Functional filter on ES v 9.0.0, not working on v 8.18.0

Hello everyone,

After checking this post, I implemented a filter (in a v 9.0.0 Elasticsearch infrastructure) which looks as follows:

[
    {
        "bool": {
            "should": [
                {"term": {"metadata.provider.keyword": "SkillShare"}},
                {"term": {"metadata.provider.keyword": "EDX"}}
            ]
        }
    }
]

The previous filter works OK.

However I was asked to adapt it in a v 8.18.0 Elasticsearch infrastructure, and that filter is no longer working, i.e., I get not matches at the output.

Why?

BTW, I am using that filter in the following Python script:

import time
import os
from langchain_huggingface.embeddings import HuggingFaceEmbeddings
from langchain_elasticsearch import ElasticsearchStore

index_name = "my_index_name"
myfilter = [
    {
        "bool": {
            "should": [
                {"term": {"metadata.provider.keyword": "SkillShare"}},
                {"term": {"metadata.provider.keyword": "EDX"}}
            ]
        }
    }
]

embeddings = HuggingFaceEmbeddings(model_name="sentence-transformers/all-mpnet-base-v2")

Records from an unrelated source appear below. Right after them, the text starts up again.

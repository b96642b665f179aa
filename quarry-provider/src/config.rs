//! Static configuration for a provider client.

/// Static configuration for a [`crate::Provider`] implementation.
///
/// Per-run overrides come from `PipelineContext.config` (layer0's
/// [`layer0::StageConfig`]); this struct holds the defaults those
/// overrides fall back to.
pub struct ProviderConfig {
    /// Base system prompt prepended to every generation call.
    pub system_prompt: String,

    /// Default chat-completion model identifier.
    pub default_model: String,

    /// Default embedding model identifier.
    pub default_embedding_model: String,

    /// Default maximum output tokens per generation call.
    pub default_max_tokens: u32,

    /// Maximum number of concurrent in-flight requests to this provider,
    /// used by [`crate::batch::embed_batched`].
    pub max_concurrency: usize,
}

impl Default for ProviderConfig {
    fn default() -> Self {
        Self {
            system_prompt: "You are a helpful assistant answering questions grounded in the \
                            provided documents."
                .into(),
            default_model: String::new(),
            default_embedding_model: String::new(),
            default_max_tokens: 1024,
            max_concurrency: 8,
        }
    }
}

#[cfg(test)]
mod tests {
    use super::*;

    #[test]
    fn default_config_values() {
        let config = ProviderConfig::default();
        assert!(config.default_model.is_empty());
        assert_eq!(config.default_max_tokens, 1024);
        assert_eq!(config.max_concurrency, 8);
    }

    #[test]
    fn custom_config_values() {
        let config = ProviderConfig {
            system_prompt: "Custom prompt".into(),
            default_model: "gpt-4o".into(),
            default_embedding_model: "text-embedding-3-small".into(),
            default_max_tokens: 2048,
            max_concurrency: 4,
        };
        assert_eq!(config.system_prompt, "Custom prompt");
        assert_eq!(config.default_model, "gpt-4o");
        assert_eq!(config.max_concurrency, 4);
    }
}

vector_db = ElasticsearchStore(
    es_url="https://4a15e4224aca4e99bac99a6582a4abab.us-central1.gcp.cloud.es.io:443",
    es_api_key="get_your_own_api_key",
    index_name=index_name,
    embedding=embeddings
)

# ---------------------------- SIMILARITY SEARCH -----------------------------------------
print("\n\nSIMILARITY SEARCH")

t1 = time.time()
results = vector_db.similarity_search(
    query="Skill: Typography Fundamentals; Job Title: Graphic Designer",
    k=2*number_of_recommendations,
    filter=myfilter
)
t2 = time.time()
for res in results:
    print(f"* {res.page_content} [{res.metadata}]")
    print(80*"-")
print("\n\nCompleted on {:.2f} seconds".format(t2-t1))

Why? What am I doing wrong? What would be the correct filter equivalence, for Elasticsearch v 8.18.0?

Thanks

Using some free GenAI providers plus my own troublehooting, I think I got it:

  • For ES v 9.0.0, the filter was:
myfilter = [
    {
        "bool": {
            "should": [
                {"term": {"metadata.provider.keyword": "SkillShare"}},
                {"term": {"metadata.provider.keyword": "Seneca"}}
            ]
        }
    }
]

But for ES v 8.18.0, the filter is:

myfilter = [
    {
        "bool": {
            "should": [
                {"term": {"metadata.provider.enum": "SkillShare"}},
                {"term": {"metadata.provider.enum": "Seneca"}}
            ],
            "minimum_should_match": 1
        }
    }
]

As mentioned by the AI itself:

"For metadata.provider, the mapping shows:

"provider": {
    "type": "text",
    "fields": {
        "enum": {  // This is your keyword field
            "type": "keyword",
            "ignore_above": 2048
        },
        // ... other subfields
    }
}

Instead of the standard .keyword naming convention, your index uses .enum for the keyword subfield."

Hence, this case is SOLVED now.